R.Stoye stoye at stoye.com
Thu Sep 16 14:51:32 PDT 2010


Hi,

i ask this question the third time now, so some may be bothered, but i  
never got an answer so lets start...
( see my posts from 29. Oktober 2007 and 10. März 2008)

Setting  ccl::*multiprocessing-socket-io* to nil provides some benefits
(see mail from Gary Byers from 13. Mai 2005 14:29:32 MESZ),
but it is problematic in conjunction with threads which are blocked  
during ccl:accept-connection:
If you kill a process blocked by ccl:accept-connection the socket
stays open (read: is not closed even when closed in an unwind-protect  
form)
until the next connection arrives and even after that, we have
an orphaned connection in state "CLOSE_WAIT" (seen with netstat).
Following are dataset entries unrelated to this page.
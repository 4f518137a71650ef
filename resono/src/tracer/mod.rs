//! The ray-trace engine.
//!
//! A [`RayTracer`] is configured with a scene, sources, captures and bindings,
//! then [`RayTracer::process`] traces every source into the bound buffers:
//!
//! 1. Each source contributes a direct sound item and one item per emission
//!    direction, see [`crate::sampling`].
//! 2. The items are split into contiguous batches, one per worker thread.
//! 3. Each worker follows its paths through their specular reflections and
//!    deposits the arrivals into private partial buffers.
//! 4. The partials are merged into the bound buffers in worker order.
//!
//! Configuration problems are reported before any tracing starts and a failing
//! pass never writes into the bound buffers.

mod path;
mod settings;
mod trace_manager;
mod trace_worker;

pub use path::{PathStats, NEGLIGIBLE_FRACTION};
pub use settings::{RayTraceSettings, SOUND_SPEED};

use std::{
    str::FromStr,
    sync::Arc,
    time::{Duration, Instant},
};

use path::{TraceContext, WorkItem};

use crate::{
    accumulator::{self, BindingTable},
    binding::{Binding, OrderRange},
    capture_config::CaptureSettings,
    error::{Error, Result},
    math::Vec3,
    pattern::{CapturePattern, SourcePattern},
    runtime::{self, Runtime},
    sample::SharedBuffer,
    sampling,
    scene::Scene,
    transducer::{Capture, Source, Transducer},
};

/// Summary of a [`RayTracer::process`] pass.
#[derive(Copy, Clone, Debug, Default, PartialEq)]
pub struct ProcessStats {
    /// Emitted rays over all sources.
    pub rays: usize,
    /// Traced path segments, i.e. surface hits.
    pub segments: usize,
    /// Arrivals that reached the bindings.
    pub arrivals: usize,
    /// Negligible arrivals and deposits that fell outside the buffers. An
    /// arrival inside the last sample is kept even though the share past the
    /// end is lost.
    pub dropped: usize,
    pub elapsed: Duration,
}

pub struct RayTracer {
    settings: RayTraceSettings,
    runtime: Option<Arc<Runtime>>,
    scene: Option<Arc<Scene>>,
    sources: Vec<Source>,
    captures: Vec<Capture>,
    bindings: Vec<Binding>,
}

impl RayTracer {
    pub fn new() -> Self {
        Self {
            settings: RayTraceSettings::default(),
            runtime: None,
            scene: None,
            sources: Vec::new(),
            captures: Vec::new(),
            bindings: Vec::new(),
        }
    }

    pub fn with_settings(settings: RayTraceSettings) -> Result<Self> {
        settings.validate()?;
        Ok(Self {
            settings,
            ..Self::new()
        })
    }

    /// Attaches the process runtime and allocates the registries.
    pub fn init(&mut self) -> Result<()> {
        if self.runtime.is_some() {
            return Ok(());
        }
        self.sources.try_reserve(4)?;
        self.captures.try_reserve(8)?;
        self.bindings.try_reserve(16)?;
        let runtime = runtime::init();
        log::debug!(
            "RayTracer: Initialized with backend '{}'",
            runtime.backend().name
        );
        self.runtime = Some(runtime);
        Ok(())
    }

    fn runtime(&self) -> Result<&Arc<Runtime>> {
        self.runtime
            .as_ref()
            .ok_or_else(|| Error::NotReady("RayTracer is not initialized".into()))
    }

    pub fn settings(&self) -> &RayTraceSettings {
        &self.settings
    }

    /// Replaces all settings at once.
    pub fn set_settings(&mut self, settings: RayTraceSettings) -> Result<()> {
        settings.validate()?;
        self.settings = settings;
        Ok(())
    }

    // Applies `f` to a copy of the settings and keeps it if it validates
    fn update_settings(&mut self, f: impl FnOnce(&mut RayTraceSettings)) -> Result<()> {
        let mut settings = self.settings;
        f(&mut settings);
        self.set_settings(settings)
    }

    pub fn set_sample_rate(&mut self, sample_rate: u32) -> Result<()> {
        self.update_settings(|s| s.sample_rate = sample_rate)
    }

    pub fn set_energy_threshold(&mut self, energy_threshold: f32) -> Result<()> {
        self.update_settings(|s| s.energy_threshold = energy_threshold)
    }

    pub fn set_tolerance(&mut self, tolerance: f32) -> Result<()> {
        self.update_settings(|s| s.tolerance = tolerance)
    }

    pub fn set_detalization(&mut self, detalization: f32) -> Result<()> {
        self.update_settings(|s| s.detalization = detalization)
    }

    pub fn set_max_reflections(&mut self, max_reflections: u32) -> Result<()> {
        self.update_settings(|s| s.max_reflections = max_reflections)
    }

    pub fn set_sound_speed(&mut self, sound_speed: f32) -> Result<()> {
        self.update_settings(|s| s.sound_speed = sound_speed)
    }

    pub fn set_seed(&mut self, seed: Option<u64>) {
        self.settings.seed = seed;
    }

    /// Finalizes `scene` and makes it the traced scene.
    pub fn set_scene(&mut self, mut scene: Scene) -> Result<()> {
        self.runtime()?;
        scene.finalize()?;
        self.scene = Some(Arc::new(scene));
        Ok(())
    }

    pub fn scene(&self) -> Option<&Scene> {
        self.scene.as_deref()
    }

    /// Registers a source and returns its index.
    pub fn add_source(&mut self, transducer: Transducer, pattern: SourcePattern) -> Result<usize> {
        self.runtime()?;
        let source = Source::new(transducer, pattern)?;
        self.sources.try_reserve(1)?;
        self.sources.push(source);
        log::debug!("RayTracer: Source {} {:?}", self.sources.len() - 1, source);
        Ok(self.sources.len() - 1)
    }

    /// Registers a source with a pattern given by name.
    pub fn add_source_named(&mut self, transducer: Transducer, pattern: &str) -> Result<usize> {
        let pattern = SourcePattern::from_str(pattern)?;
        self.add_source(transducer, pattern)
    }

    /// Registers a capture and returns its index. Indices start from 0 and
    /// increase by one per capture.
    pub fn add_capture(&mut self, transducer: Transducer, pattern: CapturePattern) -> Result<usize> {
        self.runtime()?;
        let capture = Capture::new(transducer, pattern)?;
        self.captures.try_reserve(1)?;
        self.captures.push(capture);
        log::debug!("RayTracer: Capture {} {:?}", self.captures.len() - 1, capture);
        Ok(self.captures.len() - 1)
    }

    /// Registers a capture with a pattern given by name.
    pub fn add_capture_named(&mut self, transducer: Transducer, pattern: &str) -> Result<usize> {
        let pattern = CapturePattern::from_str(pattern)?;
        self.add_capture(transducer, pattern)
    }

    /// Registers every capture of an arrangement, left capsule first.
    pub fn add_capture_config(&mut self, settings: &CaptureSettings) -> Result<Vec<usize>> {
        self.runtime()?;
        let captures = settings.captures()?;
        let mut ret = Vec::with_capacity(captures.len());
        for c in captures {
            ret.push(self.add_capture(c.transducer, c.pattern)?);
        }
        Ok(ret)
    }

    pub fn source_count(&self) -> usize {
        self.sources.len()
    }

    pub fn capture_count(&self) -> usize {
        self.captures.len()
    }

    /// Binds `capture` to `channel` of `buffer` for the reflection orders
    /// `[min_order, max_order]`. `-1` leaves a bound open.
    pub fn bind_capture(
        &mut self,
        capture: usize,
        buffer: SharedBuffer,
        channel: usize,
        min_order: i32,
        max_order: i32,
    ) -> Result<()> {
        let range = OrderRange::from_sentinels(min_order, max_order)?;
        self.bind(capture, buffer, channel, range)
    }

    pub fn bind(
        &mut self,
        capture: usize,
        buffer: SharedBuffer,
        channel: usize,
        range: OrderRange,
    ) -> Result<()> {
        self.runtime()?;
        if capture >= self.captures.len() {
            return Err(Error::InvalidArgument(format!(
                "Capture {} out of range, {} registered",
                capture,
                self.captures.len()
            )));
        }
        let channels = buffer
            .lock()
            .map_err(|_| Error::Resource("Sample buffer lock is poisoned".into()))?
            .channel_count();
        if channel >= channels {
            return Err(Error::InvalidArgument(format!(
                "Channel {} out of range for a {} channel buffer",
                channel, channels
            )));
        }
        self.bindings.try_reserve(1)?;
        self.bindings.push(Binding {
            capture,
            buffer,
            channel,
            range,
        });
        log::debug!(
            "RayTracer: Bound capture {} to channel {} for orders {}",
            capture,
            channel,
            range
        );
        Ok(())
    }

    /// Traces the scene into the bound buffers.
    ///
    /// `thread_count` of 0 uses one worker per hardware thread. Every arrival is
    /// scaled by `energy_scale` before it is added to the buffers.
    pub fn process(&self, thread_count: usize, energy_scale: f32) -> Result<ProcessStats> {
        let start = Instant::now();

        let runtime = self.runtime()?;
        let scene = match self.scene.as_deref() {
            Some(scene) if scene.is_ready() => scene,
            _ => return Err(Error::NotReady("No scene set".into())),
        };
        if self.sources.is_empty() {
            return Err(Error::NotReady("No sources registered".into()));
        }
        if self.captures.is_empty() {
            return Err(Error::NotReady("No captures registered".into()));
        }
        if self.bindings.is_empty() {
            return Err(Error::NotReady("No capture bindings".into()));
        }
        self.settings.validate()?;
        if !energy_scale.is_finite() {
            return Err(Error::InvalidArgument(format!(
                "Energy scale {} is not finite",
                energy_scale
            )));
        }

        let table = BindingTable::new(&self.bindings, self.captures.len())?;
        let directions = self.emission_directions()?;
        let items = work_items(&directions)?;

        let thread_count = if thread_count == 0 {
            runtime.hardware_threads()
        } else {
            thread_count
        };

        let ctx = TraceContext {
            scene,
            sources: &self.sources,
            captures: &self.captures,
            table: &table,
            settings: &self.settings,
            directions: &directions,
            max_distance: self.settings.distance(table.max_length() as f32),
        };

        let (accumulators, stats) = trace_manager::run(&ctx, &items, thread_count)?;
        accumulator::merge(
            &table,
            &accumulators,
            energy_scale,
            self.settings.sample_rate,
            runtime.backend(),
        )?;

        let ret = ProcessStats {
            rays: stats.rays,
            segments: stats.segments,
            arrivals: stats.arrivals,
            dropped: stats.dropped,
            elapsed: start.elapsed(),
        };
        log::info!(
            "RayTracer: {} rays, {} segments, {} arrivals ({} dropped) in {:.3}s",
            ret.rays,
            ret.segments,
            ret.arrivals,
            ret.dropped,
            ret.elapsed.as_secs_f32()
        );

        Ok(ret)
    }

    // Emission directions of each source, rotated per source when seeded
    fn emission_directions(&self) -> Result<Vec<Vec<Vec3>>> {
        let base = sampling::emission_directions(self.settings.detalization);
        log::debug!(
            "RayTracer: {} rays per source at detalization {}",
            base.len(),
            self.settings.detalization
        );

        let mut ret = Vec::new();
        ret.try_reserve_exact(self.sources.len())?;
        for i in 0..self.sources.len() {
            let mut directions = Vec::new();
            directions.try_reserve_exact(base.len())?;
            match self.settings.seed {
                Some(seed) => {
                    let rotation = sampling::seeded_rotation(seed, i as u64);
                    directions.extend(base.iter().map(|&d| (rotation * d).normalize()));
                }
                None => directions.extend_from_slice(&base),
            }
            ret.push(directions);
        }
        Ok(ret)
    }

    /// Drops the scene, the sources, the captures and the bindings.
    pub fn destroy(&mut self) {
        self.scene = None;
        self.sources.clear();
        self.captures.clear();
        self.bindings.clear();
        self.runtime = None;
        log::debug!("RayTracer: Destroyed");
    }
}

impl Default for RayTracer {
    fn default() -> Self {
        Self::new()
    }
}

// Per source, the direct sound followed by every emitted ray
fn work_items(directions: &[Vec<Vec3>]) -> Result<Vec<WorkItem>> {
    let count = directions.iter().map(|d| d.len() + 1).sum();
    let mut ret = Vec::new();
    ret.try_reserve_exact(count)?;
    for (source, dirs) in directions.iter().enumerate() {
        ret.push(WorkItem::Direct { source });
        ret.extend((0..dirs.len()).map(|direction| WorkItem::Ray { source, direction }));
    }
    Ok(ret)
}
I
noticed the problem by using some http-server packages: Since they
kill their listening processes, none of them is able to stop and
restart the service when ccl::*multiprocessing-socket-io* is nil,
since the port is "already in use" (caused by the unclosed socket).
I got around this by modifying the "wait" clause in ccl::socket-accept  
to resemble the behavior of the T clause
(change socket  options to include #$O_NONBLOCK before calling with- 
eagain... ).
But i am shure this isn't the right way.

Here is a typical "usecase" from hunchentoot, running a  
(listening-)process with the following code:

(unwind-protect
     (progn
       (setf socket (ccl:make-socket ...))
       (loop (funcall function (ccl:accept-connection socket :wait t))))
  (when socket
    (cl:ignore-errors (close socket))))

I have little experience writing socket-code on a lower level and i  
think that we have two conflicting demands:
  a) let the thread block on this socket operation (on a system layer)
  b) be able to kill this process and close the socket
so maybe i can state a more concrete question:

Is there any way to close a socket, when its thread is blocked during  
ccl:accept-connection (really in socket-accept),
assuming  ccl::*multiprocessing-socket-io*  is nil.
Or is it possible to change the socketoptions when a connection  
arrives (make it blocking?)

Sure there is a very easy solution: let *multiprocessing-socket-io* be  
T,
but i think this isn't "The Right Thing" either.